## TASK PROMPT
Within the data below, find the string "rows" and return each line where it occurs.

Dataset entries:
+---+
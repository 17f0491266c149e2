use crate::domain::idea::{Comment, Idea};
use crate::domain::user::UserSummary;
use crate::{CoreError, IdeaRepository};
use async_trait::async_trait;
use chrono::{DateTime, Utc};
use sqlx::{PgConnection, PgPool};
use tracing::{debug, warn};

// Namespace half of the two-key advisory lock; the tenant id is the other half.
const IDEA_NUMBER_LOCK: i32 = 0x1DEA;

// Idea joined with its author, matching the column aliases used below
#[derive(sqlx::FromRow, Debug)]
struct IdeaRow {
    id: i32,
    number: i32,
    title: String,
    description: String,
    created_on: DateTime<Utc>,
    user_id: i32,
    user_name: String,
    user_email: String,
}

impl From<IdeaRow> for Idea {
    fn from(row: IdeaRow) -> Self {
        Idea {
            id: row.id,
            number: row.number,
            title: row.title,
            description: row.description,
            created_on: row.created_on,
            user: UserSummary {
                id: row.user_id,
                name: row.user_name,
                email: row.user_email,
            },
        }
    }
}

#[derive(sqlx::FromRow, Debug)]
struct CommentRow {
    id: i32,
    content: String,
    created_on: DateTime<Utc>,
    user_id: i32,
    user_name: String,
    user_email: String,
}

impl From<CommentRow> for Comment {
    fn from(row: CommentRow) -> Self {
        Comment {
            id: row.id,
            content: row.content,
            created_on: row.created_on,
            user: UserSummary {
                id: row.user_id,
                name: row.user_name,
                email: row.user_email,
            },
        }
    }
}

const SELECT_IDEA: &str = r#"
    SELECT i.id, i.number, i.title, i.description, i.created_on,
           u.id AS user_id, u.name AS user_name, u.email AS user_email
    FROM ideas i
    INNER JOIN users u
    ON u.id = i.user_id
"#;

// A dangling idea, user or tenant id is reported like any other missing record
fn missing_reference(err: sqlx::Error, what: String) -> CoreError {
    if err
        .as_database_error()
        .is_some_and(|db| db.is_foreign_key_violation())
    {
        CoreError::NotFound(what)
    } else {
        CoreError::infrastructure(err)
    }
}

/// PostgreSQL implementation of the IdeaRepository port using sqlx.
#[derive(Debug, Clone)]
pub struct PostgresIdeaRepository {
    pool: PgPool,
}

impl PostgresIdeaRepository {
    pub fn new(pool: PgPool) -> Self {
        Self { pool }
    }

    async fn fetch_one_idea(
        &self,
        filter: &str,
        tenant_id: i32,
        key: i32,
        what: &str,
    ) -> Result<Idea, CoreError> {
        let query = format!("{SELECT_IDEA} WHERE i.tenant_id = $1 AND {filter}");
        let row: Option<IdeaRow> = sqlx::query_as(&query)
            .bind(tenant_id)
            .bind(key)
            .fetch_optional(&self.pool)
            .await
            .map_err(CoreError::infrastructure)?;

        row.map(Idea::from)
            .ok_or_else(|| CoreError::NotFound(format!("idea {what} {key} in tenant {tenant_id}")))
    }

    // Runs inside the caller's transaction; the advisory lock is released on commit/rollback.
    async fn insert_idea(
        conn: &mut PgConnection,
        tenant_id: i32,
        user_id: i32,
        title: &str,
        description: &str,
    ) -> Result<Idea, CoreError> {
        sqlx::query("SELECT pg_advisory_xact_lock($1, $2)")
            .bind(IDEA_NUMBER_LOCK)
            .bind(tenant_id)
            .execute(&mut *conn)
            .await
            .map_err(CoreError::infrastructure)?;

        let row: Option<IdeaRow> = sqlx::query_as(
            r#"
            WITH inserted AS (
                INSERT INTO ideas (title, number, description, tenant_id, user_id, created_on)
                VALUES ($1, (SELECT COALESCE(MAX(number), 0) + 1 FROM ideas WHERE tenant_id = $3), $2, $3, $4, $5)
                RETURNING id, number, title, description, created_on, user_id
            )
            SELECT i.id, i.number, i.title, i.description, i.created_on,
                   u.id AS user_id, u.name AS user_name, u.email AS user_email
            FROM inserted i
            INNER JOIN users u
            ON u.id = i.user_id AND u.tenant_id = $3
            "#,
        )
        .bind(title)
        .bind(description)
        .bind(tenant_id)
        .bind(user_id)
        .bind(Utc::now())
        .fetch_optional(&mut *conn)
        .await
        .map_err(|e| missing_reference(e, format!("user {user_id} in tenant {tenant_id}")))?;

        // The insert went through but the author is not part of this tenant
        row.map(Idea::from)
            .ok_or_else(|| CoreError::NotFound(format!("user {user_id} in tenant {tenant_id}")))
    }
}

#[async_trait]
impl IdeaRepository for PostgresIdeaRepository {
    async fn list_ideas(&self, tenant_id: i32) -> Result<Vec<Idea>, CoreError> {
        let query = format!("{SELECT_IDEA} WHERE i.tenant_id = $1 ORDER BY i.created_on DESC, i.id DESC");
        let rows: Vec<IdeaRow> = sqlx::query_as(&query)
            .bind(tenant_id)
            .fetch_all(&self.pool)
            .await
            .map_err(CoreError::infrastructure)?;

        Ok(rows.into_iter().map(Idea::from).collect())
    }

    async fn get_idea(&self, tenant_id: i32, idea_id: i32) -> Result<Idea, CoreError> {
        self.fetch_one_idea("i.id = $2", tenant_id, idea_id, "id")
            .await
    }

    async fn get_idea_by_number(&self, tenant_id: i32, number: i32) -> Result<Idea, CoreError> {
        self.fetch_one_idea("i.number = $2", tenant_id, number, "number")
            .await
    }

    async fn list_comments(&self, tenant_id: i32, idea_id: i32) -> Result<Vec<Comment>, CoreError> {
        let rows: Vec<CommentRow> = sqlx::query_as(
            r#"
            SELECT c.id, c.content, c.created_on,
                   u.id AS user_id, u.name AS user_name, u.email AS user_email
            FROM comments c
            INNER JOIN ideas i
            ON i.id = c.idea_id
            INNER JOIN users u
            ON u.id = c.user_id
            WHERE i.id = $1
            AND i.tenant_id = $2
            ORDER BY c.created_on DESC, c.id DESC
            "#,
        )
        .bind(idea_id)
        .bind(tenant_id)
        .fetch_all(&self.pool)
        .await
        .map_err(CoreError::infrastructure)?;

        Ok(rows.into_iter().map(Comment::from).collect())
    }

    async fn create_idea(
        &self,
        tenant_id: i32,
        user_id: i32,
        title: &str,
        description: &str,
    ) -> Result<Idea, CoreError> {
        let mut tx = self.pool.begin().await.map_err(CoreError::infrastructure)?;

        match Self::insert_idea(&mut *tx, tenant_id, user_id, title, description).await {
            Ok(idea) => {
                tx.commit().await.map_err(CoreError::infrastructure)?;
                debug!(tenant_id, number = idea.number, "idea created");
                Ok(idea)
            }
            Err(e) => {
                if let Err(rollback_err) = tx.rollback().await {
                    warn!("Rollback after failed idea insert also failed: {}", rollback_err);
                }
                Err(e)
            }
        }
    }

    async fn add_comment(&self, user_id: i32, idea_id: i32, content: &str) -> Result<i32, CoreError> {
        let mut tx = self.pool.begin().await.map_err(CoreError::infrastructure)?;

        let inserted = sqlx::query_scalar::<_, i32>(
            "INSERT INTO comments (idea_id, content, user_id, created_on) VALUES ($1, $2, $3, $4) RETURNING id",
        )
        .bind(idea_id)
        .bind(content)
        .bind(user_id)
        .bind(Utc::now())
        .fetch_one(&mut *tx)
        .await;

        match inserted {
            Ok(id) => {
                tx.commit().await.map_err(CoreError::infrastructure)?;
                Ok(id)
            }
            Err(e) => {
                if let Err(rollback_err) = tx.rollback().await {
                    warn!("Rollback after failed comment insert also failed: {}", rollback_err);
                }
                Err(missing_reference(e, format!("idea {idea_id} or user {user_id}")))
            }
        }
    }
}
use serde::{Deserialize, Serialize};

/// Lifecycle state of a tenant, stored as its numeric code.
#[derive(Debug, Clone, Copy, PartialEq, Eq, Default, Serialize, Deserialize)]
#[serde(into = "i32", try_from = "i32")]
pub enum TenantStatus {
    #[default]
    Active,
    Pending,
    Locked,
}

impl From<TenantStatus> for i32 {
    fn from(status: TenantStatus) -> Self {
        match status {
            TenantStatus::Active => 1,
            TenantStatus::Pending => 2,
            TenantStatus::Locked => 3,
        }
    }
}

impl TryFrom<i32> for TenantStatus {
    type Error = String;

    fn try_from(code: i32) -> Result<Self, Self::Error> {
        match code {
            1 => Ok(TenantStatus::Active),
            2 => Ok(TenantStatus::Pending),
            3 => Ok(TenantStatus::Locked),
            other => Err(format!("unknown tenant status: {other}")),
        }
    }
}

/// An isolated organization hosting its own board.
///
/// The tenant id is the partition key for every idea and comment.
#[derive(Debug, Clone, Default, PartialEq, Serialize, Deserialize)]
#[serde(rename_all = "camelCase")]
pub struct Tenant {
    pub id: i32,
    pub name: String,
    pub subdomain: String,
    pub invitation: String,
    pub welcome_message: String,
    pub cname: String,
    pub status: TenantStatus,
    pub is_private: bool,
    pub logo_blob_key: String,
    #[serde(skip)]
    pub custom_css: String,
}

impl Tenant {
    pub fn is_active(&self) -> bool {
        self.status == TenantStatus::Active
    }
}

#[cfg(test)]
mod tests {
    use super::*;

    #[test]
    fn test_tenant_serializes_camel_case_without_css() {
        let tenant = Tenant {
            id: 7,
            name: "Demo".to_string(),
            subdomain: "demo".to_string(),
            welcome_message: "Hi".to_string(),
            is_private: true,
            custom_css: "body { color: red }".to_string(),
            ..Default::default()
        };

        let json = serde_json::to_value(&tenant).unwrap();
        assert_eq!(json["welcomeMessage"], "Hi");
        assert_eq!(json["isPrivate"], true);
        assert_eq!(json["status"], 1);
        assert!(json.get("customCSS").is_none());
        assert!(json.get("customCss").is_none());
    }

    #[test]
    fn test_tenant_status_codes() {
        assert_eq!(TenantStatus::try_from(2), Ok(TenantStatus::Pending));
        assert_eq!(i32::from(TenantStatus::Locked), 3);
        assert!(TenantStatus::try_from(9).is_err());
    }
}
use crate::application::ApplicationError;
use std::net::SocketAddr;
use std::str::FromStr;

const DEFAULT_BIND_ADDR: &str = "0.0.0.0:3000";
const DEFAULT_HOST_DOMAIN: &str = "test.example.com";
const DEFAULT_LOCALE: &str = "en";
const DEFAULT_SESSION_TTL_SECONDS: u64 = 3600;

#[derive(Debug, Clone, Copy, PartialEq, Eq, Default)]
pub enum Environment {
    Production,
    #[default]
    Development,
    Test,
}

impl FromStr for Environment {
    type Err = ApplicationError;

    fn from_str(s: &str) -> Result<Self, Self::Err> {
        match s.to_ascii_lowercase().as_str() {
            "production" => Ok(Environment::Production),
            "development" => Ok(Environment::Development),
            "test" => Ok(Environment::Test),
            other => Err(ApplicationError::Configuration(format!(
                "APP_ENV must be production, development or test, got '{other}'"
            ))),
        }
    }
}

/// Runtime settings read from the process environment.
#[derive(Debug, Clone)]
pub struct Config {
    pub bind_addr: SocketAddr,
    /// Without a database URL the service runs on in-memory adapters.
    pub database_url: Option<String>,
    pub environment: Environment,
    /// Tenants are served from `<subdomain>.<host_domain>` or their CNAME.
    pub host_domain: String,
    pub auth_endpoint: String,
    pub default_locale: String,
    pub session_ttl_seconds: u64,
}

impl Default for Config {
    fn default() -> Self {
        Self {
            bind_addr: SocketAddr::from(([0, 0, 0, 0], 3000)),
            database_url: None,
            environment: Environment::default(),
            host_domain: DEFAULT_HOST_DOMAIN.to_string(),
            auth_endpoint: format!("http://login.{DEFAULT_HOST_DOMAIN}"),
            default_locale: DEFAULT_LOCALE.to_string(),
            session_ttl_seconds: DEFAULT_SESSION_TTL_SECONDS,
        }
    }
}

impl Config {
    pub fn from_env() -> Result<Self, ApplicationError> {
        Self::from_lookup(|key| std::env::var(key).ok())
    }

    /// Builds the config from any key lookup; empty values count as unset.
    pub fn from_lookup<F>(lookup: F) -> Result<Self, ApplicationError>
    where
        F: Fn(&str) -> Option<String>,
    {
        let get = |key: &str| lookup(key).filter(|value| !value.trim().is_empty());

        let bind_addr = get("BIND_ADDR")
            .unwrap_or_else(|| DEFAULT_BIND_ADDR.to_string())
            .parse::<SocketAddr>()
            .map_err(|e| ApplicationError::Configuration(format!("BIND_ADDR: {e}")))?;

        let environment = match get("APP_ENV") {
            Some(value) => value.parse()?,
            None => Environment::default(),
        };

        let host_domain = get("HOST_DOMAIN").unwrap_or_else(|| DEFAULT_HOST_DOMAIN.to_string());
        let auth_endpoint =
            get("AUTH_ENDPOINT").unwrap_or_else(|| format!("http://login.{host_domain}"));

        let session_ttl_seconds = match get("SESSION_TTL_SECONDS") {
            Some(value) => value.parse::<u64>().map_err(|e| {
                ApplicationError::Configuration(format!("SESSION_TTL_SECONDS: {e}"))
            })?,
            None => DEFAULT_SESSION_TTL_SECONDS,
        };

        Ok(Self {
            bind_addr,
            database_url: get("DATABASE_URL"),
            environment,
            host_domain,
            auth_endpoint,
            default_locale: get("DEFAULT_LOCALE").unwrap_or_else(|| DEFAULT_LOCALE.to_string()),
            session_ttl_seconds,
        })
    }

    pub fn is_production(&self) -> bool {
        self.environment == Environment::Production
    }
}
+---+
## RESPONSE AREA
        let rows: Vec<IdeaRow> = sqlx::query_as(&query)
        Ok(rows.into_iter().map(Idea::from).collect())
        let rows: Vec<CommentRow> = sqlx::query_as(
        Ok(rows.into_iter().map(Comment::from).collect())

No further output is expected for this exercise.